Los Angeles County and all of Southern California goes into a new state-mandated Safer at Home lockdown at midnight on Sunday night/Monday morning in an attempt to get the soaring COVID-19 numbers under control.
These new restrictions, the tightest since the original Safer at Home lockdown order was issued in March at the start of the coronavirus pandemic, will require everyone to wear a mask when out in public and ban any gatherings of people outside of one’s immediate household.
Under the new restrictions, essential businesses like grocery stores will have to operate at 20% capacity, down from the current 35% capacity under which they have been operating.
Non-essential businesses will be allowed to remain open during this lockdown, but operating at 20% capacity.
These places are closed:
- indoor and outdoor playgrounds
- indoor recreational facilities
- hair salons and barbershops
- personal care services like nail salons
- museums, zoos, and aquariums
- entertainment centers
Offices must also close and employees must work remotely, except for these critical infrastructure workers who must be on site to perform their jobs.
Restaurants in LA County have been closed to in-person dining since Nov. 25, thanks to an order from county health department. However, when the state’s restrictions go into effect, restaurants throughout the rest of the Southern California region would be forced to close except for take-out orders or deliveries.
Hotels must close to tourists, but will be allowed to remain open for “critical infrastructure support only,” such as a place for front-line workers like hospital employees to stay between shifts.
Churches may continue to hold services, but will be restricted to outdoor services only.
Professional sports can continue playing, but without a live audience.
Meanwhile, schools which have received waivers from the state are allowed to remain open.
This lockdown is scheduled to last for three weeks, ending on Dec. 28, but could be extended if COVID numbers don’t come down.

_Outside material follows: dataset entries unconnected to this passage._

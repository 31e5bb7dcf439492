//! Shared output formatting for tasklog CLI commands.

use serde::Serialize;

use crate::error::Result;

pub const SCHEMA_VERSION: &str = "tasklog.v1";

/// Global flags that consume the following argument.
const VALUE_FLAGS: [&str; 2] = ["--home", "--today"];

#[derive(Debug, Clone, Copy)]
pub struct OutputOptions {
    pub json: bool,
    pub quiet: bool,
}

#[derive(Debug, Clone)]
pub struct HumanOutput {
    header: String,
    summary: Vec<(String, String)>,
    details: Vec<String>,
    warnings: Vec<String>,
    next_steps: Vec<String>,
}

impl HumanOutput {
    pub fn new(header: impl Into<String>) -> Self {
        Self {
            header: header.into(),
            summary: Vec::new(),
            details: Vec::new(),
            warnings: Vec::new(),
            next_steps: Vec::new(),
        }
    }

    pub fn push_summary(&mut self, key: impl Into<String>, value: impl Into<String>) {
        self.summary.push((key.into(), value.into()));
    }

    pub fn push_detail(&mut self, value: impl Into<String>) {
        self.details.push(value.into());
    }

    pub fn push_warning(&mut self, value: impl Into<String>) {
        self.warnings.push(value.into());
    }

    pub fn push_next_step(&mut self, value: impl Into<String>) {
        self.next_steps.push(value.into());
    }
}

pub fn emit_success<T: Serialize>(
    options: OutputOptions,
    command: &str,
    data: &T,
    human: Option<&HumanOutput>,
) -> Result<()> {
    if options.json {
        let warnings = human.map(|h| h.warnings.clone()).unwrap_or_default();
        let next_steps = human.map(|h| h.next_steps.clone()).unwrap_or_default();

        #[derive(Serialize)]
        struct Envelope<'a, T: Serialize> {
            schema_version: &'static str,
            command: &'a str,
            status: &'static str,
            data: &'a T,
            #[serde(skip_serializing_if = "Vec::is_empty")]
            warnings: Vec<String>,
            #[serde(skip_serializing_if = "Vec::is_empty")]
            next_steps: Vec<String>,
        }

        let payload = Envelope {
            schema_version: SCHEMA_VERSION,
            command,
            status: "success",
            data,
            warnings,
            next_steps,
        };

        println!("{}", serde_json::to_string_pretty(&payload)?);
        return Ok(());
    }

    if options.quiet {
        return Ok(());
    }

    if let Some(human) = human {
        println!("{}", format_human(human));
    }

    Ok(())
}

pub fn emit_error(command: &str, err: &crate::error::Error, json: bool) -> Result<()> {
    let next_steps = error_next_steps(err);
    let hint = next_steps.first().map(|step| step.as_str());
    if json {
        #[derive(Serialize)]
        struct ErrorBody<'a> {
            message: &'a str,
            code: i32,
            kind: &'static str,
            #[serde(skip_serializing_if = "Option::is_none")]
            details: Option<serde_json::Value>,
        }

        #[derive(Serialize)]
        struct Envelope<'a> {
            schema_version: &'static str,
            command: &'a str,
            status: &'static str,
            error: ErrorBody<'a>,
            #[serde(skip_serializing_if = "Vec::is_empty")]
            next_steps: Vec<String>,
        }

        let payload = Envelope {
            schema_version: SCHEMA_VERSION,
            command,
            status: "error",
            error: ErrorBody {
                message: &err.to_string(),
                code: err.exit_code(),
                kind: error_kind(err),
                details: err.details(),
            },
            next_steps,
        };

        println!("{}", serde_json::to_string_pretty(&payload)?);
        return Ok(());
    }

    eprintln!("error: {err}");
    if let Some(hint) = hint {
        eprintln!("hint: {hint}");
    }
    Ok(())
}

pub fn format_human(output: &HumanOutput) -> String {
    let mut lines = Vec::new();
    lines.push(output.header.clone());

    push_summary(&mut lines, &output.summary);
    push_section(&mut lines, "Details", &output.details);
    push_section(&mut lines, "Warnings", &output.warnings);
    push_section(&mut lines, "Next steps", &output.next_steps);

    lines.join("\n")
}

pub fn infer_command_name_from_args() -> String {
    command_name_from(std::env::args().skip(1))
}

fn command_name_from(args: impl IntoIterator<Item = String>) -> String {
    let mut args = args.into_iter();
    let mut words = Vec::new();

    while let Some(arg) = args.next() {
        if VALUE_FLAGS.contains(&arg.as_str()) {
            args.next();
            continue;
        }
        if arg.starts_with('-') {
            continue;
        }
        let is_group = words.is_empty() && arg == "config";
        words.push(arg);
        if !is_group {
            break;
        }
    }

    if words.is_empty() {
        "tasklog".to_string()
    } else {
        words.join(" ")
    }
}

fn error_kind(err: &crate::error::Error) -> &'static str {
    match err.exit_code() {
        2 => "user_error",
        3 => "auth_error",
        _ => "operation_failed",
    }
}

fn error_next_steps(err: &crate::error::Error) -> Vec<String> {
    use crate::error::Error;

    match err {
        Error::NotSignedIn(_) | Error::InvalidCredentials => vec![
            "tasklog login --email <email> --password <password>".to_string(),
            "tasklog register --email <email> --password <password> --confirm <password>"
                .to_string(),
        ],
        Error::EmailInUse(email) => {
            vec![format!("tasklog login --email {email} --password <password>")]
        }
        Error::TaskNotFound(_) => vec!["tasklog list".to_string()],
        Error::InvalidConfig(_) => vec!["fix config.toml then retry".to_string()],
        Error::CorruptStore { path, .. } => {
            vec![format!("restore or remove {}", path.display())]
        }
        Error::LockFailed(_) => vec!["retry once other tasklog processes finish".to_string()],
        _ => Vec::new(),
    }
}

fn push_summary(lines: &mut Vec<String>, summary: &[(String, String)]) {
    if summary.is_empty() {
        return;
    }

    lines.push(String::new());
    lines.push("Summary:".to_string());
    for (key, value) in summary {
        if value.is_empty() {
            lines.push(format!("- {key}"));
        } else {
            lines.push(format!("- {key}: {value}"));
        }
    }
}

fn push_section(lines: &mut Vec<String>, title: &str, items: &[String]) {
    if items.is_empty() {
        return;
    }

    lines.push(String::new());
    lines.push(format!("{title}:"));
    for item in items {
        lines.push(format!("- {item}"));
    }
}

#[cfg(test)]
mod tests {
    use super::*;
    use crate::error::Error;

    fn args(raw: &[&str]) -> Vec<String> {
        raw.iter().map(|s| s.to_string()).collect()
    }

    #[test]
    fn command_name_skips_global_flags() {
        assert_eq!(command_name_from(args(&["--json", "list"])), "list");
        assert_eq!(
            command_name_from(args(&["--home", "/tmp/x", "--today", "2026-10-17", "add", "t"])),
            "add"
        );
        assert_eq!(command_name_from(args(&["config", "show"])), "config show");
        assert_eq!(command_name_from(args(&[])), "tasklog");
    }

    #[test]
    fn human_output_sections() {
        let mut human = HumanOutput::new("Task added");
        human.push_summary("id", "task1");
        human.push_detail("Write docs");
        human.push_next_step("tasklog list");
        let text = format_human(&human);
        assert!(text.starts_with("Task added"));
        assert!(text.contains("Summary:\n- id: task1"));
        assert!(text.contains("Details:\n- Write docs"));
        assert!(text.contains("Next steps:\n- tasklog list"));
        assert!(!text.contains("Warnings:"));
    }

    #[test]
    fn auth_errors_suggest_login() {
        let steps = error_next_steps(&Error::NotSignedIn("add tasks".to_string()));
        assert!(steps[0].starts_with("tasklog login"));
        assert_eq!(error_kind(&Error::InvalidCredentials), "auth_error");
        assert_eq!(error_kind(&Error::TaskNotFound("x".to_string())), "user_error");
    }
}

The county broke records again on Sunday, as it has all week long. The LA County Department of Public Heath reported 10,528 new cases on Sunday and 2,855 people hospitalized with COVID-19, both all-time highs for LA County. Of those hospitalized, 23% are in intensive care.
The 11-county Southern California region’s availability of ICU beds now stands at 10.3%, down from 12.5% on Saturday and 13.1% on Friday.
According to guidelines established by Gov. Gavin Newsom, once the number of available ICU beds in a region falls below 15%, that triggers a lockdown. The governor’s plan divides the state into five different regions for the purposes of these ICU bed counts.
“The bottom line is if we don’t act now, our hospital system will be overwhelmed,” Newsom said Thursday. “If we don’t act now, we’ll continue to see a death rate climb, more lives lost.”
The Southern California region as defined by the state’s five region system for ICU bed counts includes 11 counties. Those counties are Los Angeles, Orange, Riverside, San Diego, Imperial, Inyo, Mono, San Bernardino, San Luis Obispo, Santa Barbara and Ventura.
I believe the only way we are going to get any control of this virus is mandatory 2 week lock down no one to leave there homes for nothing national guard police to help with the essentials or give everyone a week to hunker down the homeless put them in camps at sports arena or something but no one to move about everyone confined for 2 weeks that way we know who sick and get them help to stop the spreading this is controlling us we need to control it god bless us all
Totally agree–but the only thing that would make that possible is if people were paid to stay home, which the federal government is refusing to do
such nonsense. nothing will change tomorrow…..and everyone knows it.